2. Was hast du von deiner Community, von Freund*innen oder deinem Aktivismus gelernt?
Weiterzumachen. Und das praktische Solidarität bedeutet, dass wir uns aufeinander verlassen können. Uns ausgleichen, wenn eine Person nicht mehr kann. Aktivismus kann schnell einsam machen: Alles muss sofort erledigt werden, alles ist dringend. Gelernt habe ich, dass es auch Pausen braucht und wir uns gegenseitig unterstützen müssen – ganz praktisch, im ganz Kleinen.
3. Welche Projekte oder Aktionen sind dir wichtig?
Uff. Das ist eine schwierige Frage, weil ich nicht in EINEM Projekt oder EINER Aktion arbeite. Deshalb würde ich sagen: Die Verzahnung von ganz vielen Projekten und Aktionen. Sodass alle Menschen etwas beisteuern können. Häufig werden Aktionen als Demos oder Veranstaltungen gedacht, aber ich glaube, wir brauchen auch viel mehr Community-Care. Wir brauchen ein ganz praktisches Miteinander, das nicht zu einer weiteren To-Do-Liste wird. Nicht konsumorientiert, nicht aktionsorientiert, sondern ergänzend dazu.

Beccs Riley
Beccs Riley ist Gründer*in von Minzgespinst n.e.V. und berät zu Inklusion, Konfliktmanagement und Geschlechtergerechtigkeit.
In nims Selbstständigkeit als Beccs Riley verbindet es Sensitivity Reading mit barrierefreiem WebDesign - für Zugänglichkeit und Information.

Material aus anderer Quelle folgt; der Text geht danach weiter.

//! Incremental tiered search
//!
//! The five tiers as a resumable cursor: each step runs exactly one tier and
//! yields the records not delivered by an earlier step of the same cursor.
//! [`search_incremental`] drives the cursor on a tokio runtime with one
//! suspension point between tiers.

use std::collections::HashSet;

use tracing::debug;

use crate::searcher::tier::SearchTier;

/// Anything the tiered search can run over.
pub trait TierSource {
  /// Searched item
  type Item;

  /// Number of searchable items
  fn corpus_len(&self) -> usize;

  /// Runs a single tier, best match first. Never fails: a broken tier is empty.
  fn run_tier<'a>(&'a self, tier: SearchTier, query: &str) -> Vec<&'a Self::Item>;

  /// Deduplication key of an item
  fn identity_of(&self, item: &Self::Item) -> String;
}

/// Newly found items of one tier
#[derive(Debug)]
pub struct TierBatch<'a, T> {
  /// Tier that produced the batch
  pub tier: SearchTier,
  /// Items not delivered by an earlier tier
  pub records: Vec<&'a T>,
}

/// Resumable cursor over the tiers of one query.
///
/// Each cursor owns its deduplication state, so concurrent searches never
/// share it.
pub struct IncrementalSearch<'a, S: TierSource + ?Sized> {
  source: &'a S,
  query: String,
  next_tier: Option<SearchTier>,
  delivered: HashSet<String>,
}

impl<'a, S: TierSource + ?Sized> IncrementalSearch<'a, S> {
  /// Cursor positioned before the first tier. Over an empty corpus it is already exhausted.
  pub fn new(source: &'a S, query: impl Into<String>) -> Self {
    let next_tier = (source.corpus_len() > 0).then_some(SearchTier::Complete);
    Self {
      source,
      query: query.into(),
      next_tier,
      delivered: HashSet::new(),
    }
  }

  /// Query of this cursor
  pub fn query(&self) -> &str {
    &self.query
  }

  /// Tier the next step will run, `None` once exhausted or cancelled
  pub fn next_tier(&self) -> Option<SearchTier> {
    self.next_tier
  }

  /// Stops the cursor; no further tier is started.
  pub fn cancel(&mut self) {
    self.next_tier = None;
  }
}

impl<'a, S> Iterator for IncrementalSearch<'a, S>
where
  S: TierSource + ?Sized,
  S::Item: 'a,
{
  type Item = TierBatch<'a, S::Item>;

  fn next(&mut self) -> Option<Self::Item> {
    let tier = self.next_tier?;
    self.next_tier = tier.next();

    let source = self.source;
    let delivered = &mut self.delivered;
    let records: Vec<&'a S::Item> = source
      .run_tier(tier, &self.query)
      .into_iter()
      .filter(|item| delivered.insert(source.identity_of(item)))
      .collect();

    debug!(tier = %tier, query = %self.query, found = records.len(), "Tier completed");
    Some(TierBatch { tier, records })
  }
}

/// Runs the tiers in priority order, handing each batch to `on_batch`.
///
/// - An empty corpus returns immediately; `on_batch` is never called.
/// - After every tier the task yields once to the scheduler, then `on_batch`
///   receives the tier's new records (possibly none) and the query.
/// - `on_batch` returning `false` stops the search; no further tier starts.
pub async fn search_incremental<'a, S, F>(source: &'a S, query: &str, mut on_batch: F)
where
  S: TierSource + ?Sized,
  S::Item: 'a,
  F: FnMut(&[&'a S::Item], &str) -> bool,
{
  if source.corpus_len() == 0 {
    debug!(query = %query, "Empty corpus; nothing to search");
    return;
  }

  for batch in IncrementalSearch::new(source, query) {
    tokio::task::yield_now().await;

    if !on_batch(&batch.records, query) {
      debug!(query = %query, tier = %batch.tier, "Search cancelled by caller");
      break;
    }
  }
}

// ─────────────────────────────────────────────────────────────────────────────
// Test Module
// ─────────────────────────────────────────────────────────────────────────────

#[cfg(test)]
mod tests {
  use super::*;
  use std::cell::RefCell;

  /// Tier source over plain strings that records every tier it runs.
  ///
  /// Complete: equal, WholeWord: none, StartOfWord: prefix, Substring: contains,
  /// Fuzzy: everything.
  struct CountingSource {
    items: Vec<String>,
    calls: RefCell<Vec<SearchTier>>,
  }

  impl CountingSource {
    fn new(items: &[&str]) -> Self {
      Self {
        items: items.iter().map(|s| s.to_string()).collect(),
        calls: RefCell::new(Vec::new()),
      }
    }

    fn calls(&self) -> Vec<SearchTier> {
      self.calls.borrow().clone()
    }
  }

  impl TierSource for CountingSource {
    type Item = String;

    fn corpus_len(&self) -> usize {
      self.items.len()
    }

    fn run_tier<'a>(&'a self, tier: SearchTier, query: &str) -> Vec<&'a String> {
      self.calls.borrow_mut().push(tier);
      self
        .items
        .iter()
        .filter(|item| match tier {
          SearchTier::Complete => item.as_str() == query,
          SearchTier::WholeWord => false,
          SearchTier::StartOfWord => item.starts_with(query),
          SearchTier::Substring => item.contains(query),
          SearchTier::Fuzzy => true,
        })
        .collect()
    }

    fn identity_of(&self, item: &String) -> String {
      item.clone()
    }
  }

  #[test]
  fn cursor_deduplicates_across_tiers() {
    let source = CountingSource::new(&["uz", "uzbek", "southern uzbek", "french"]);

    let batches: Vec<_> = IncrementalSearch::new(&source, "uz").collect();

    let tiers: Vec<_> = batches.iter().map(|b| b.tier).collect();
    assert_eq!(tiers, SearchTier::ALL.to_vec());

    let found: Vec<Vec<&str>> =
      batches.iter().map(|b| b.records.iter().map(|s| s.as_str()).collect()).collect();
    assert_eq!(
      found,
      vec![
        vec!["uz"],
        vec![],
        vec!["uzbek"],
        vec!["southern uzbek"],
        vec!["french"],
      ]
    );
  }

  #[test]
  fn cancel_stops_further_tiers() {
    let source = CountingSource::new(&["uz"]);
    let mut cursor = IncrementalSearch::new(&source, "uz");

    assert_eq!(cursor.next_tier(), Some(SearchTier::Complete));
    assert!(cursor.next().is_some());
    cursor.cancel();

    assert!(cursor.next().is_none());
    assert_eq!(source.calls(), vec![SearchTier::Complete]);
  }

  #[test]
  fn empty_corpus_cursor_is_exhausted() {
    let source = CountingSource::new(&[]);
    let mut cursor = IncrementalSearch::new(&source, "uz");

    assert_eq!(cursor.next_tier(), None);
    assert!(cursor.next().is_none());
    assert!(source.calls().is_empty());
  }

  #[tokio::test]
  async fn returning_false_after_first_non_empty_batch_stops_tiers() {
    let source = CountingSource::new(&["uzbek", "french"]);
    let mut batches = Vec::new();

    search_incremental(&source, "uzb", |records, query| {
      assert_eq!(query, "uzb");
      batches.push(records.len());
      records.is_empty()
    })
    .await;

    // Complete and WholeWord are empty, StartOfWord finds "uzbek"
    assert_eq!(batches, vec![0, 0, 1]);
    assert_eq!(
      source.calls(),
      vec![SearchTier::Complete, SearchTier::WholeWord, SearchTier::StartOfWord]
    );
  }

  #[tokio::test]
  async fn empty_corpus_never_calls_on_batch() {
    let source = CountingSource::new(&[]);
    let mut called = false;

    search_incremental(&source, "uz", |_, _| {
      called = true;
      true
    })
    .await;

    assert!(!called);
    assert!(source.calls().is_empty());
  }

  #[tokio::test]
  async fn batches_concatenate_to_cursor_result() {
    let source = CountingSource::new(&["uz", "uzbek", "southern uzbek", "french"]);
    let expected: Vec<String> = IncrementalSearch::new(&source, "uz")
      .flat_map(|b| b.records)
      .cloned()
      .collect();

    let mut delivered = Vec::new();
    search_incremental(&source, "uz", |records, _| {
      delivered.extend(records.iter().map(|s| s.to_string()));
      true
    })
    .await;

    assert_eq!(delivered, expected);
  }
}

Als autistische, nichtbinäre trans Person bringt Beccs nicht nur fachliche Expertise mit, sondern auch die Perspektive dessen, was es bedeutet, in nicht für einen gemachten Strukturen zu navigieren. Beccs arbeitet daran, dass mehr Menschen ein gutes Leben führen können - durch systemische Veränderung, nicht durch Anpassung an dysfunktionale Systeme. Foto: Privat
4. Auf welchen Moment bist du stolz?
Als ich genügend Menschen gefunden habe, die Minzgespinst als n.e.V. mit mir nochmal gründen wollten. Weil das ein Gefühl von praktischer Solidarität war.
5. Gibt es ein Buch, einen Podcast, einen Film oder etwas anderes, das dich in deinem Aktivismus geprägt hat?
Viele. Eher Bücher. Von Rita Mae Brown über Marx bis hin zu Rosa Luxemburg, Sharon Dodua Otoo und Silvia Federici. Alle Bücher, die irgendwie zeigen, wie „Weitermachen“ eigentlich geht – und was in der Vergangenheit geholfen hat.
6. Welcher Satz steht auf deinem Demo-Plakat?
Die beste Rache ist ein gutes Leben.
7. Was gibt dir derzeit Hoffnung?
Es gibt immer noch Menschen, die weitermachen. Und wir sind schon weiter gekommen als vor fünfzig Jahren – also sollten wir auch heute weitermachen. Ich mag es, in die Vergangenheit zu schauen, um eine Bedienungsanleitung für mich heute ableiten zu können.
8. An wen gibst du den Staffelstab weiter und warum?
An Bêri, weil ich mit Bêri eh Banden bilden mag. Und weil wir mehr kurdische Stimmen brauchen.
Meine Frage an diese Person: Bist du gut im (aktivistischen) Streiten?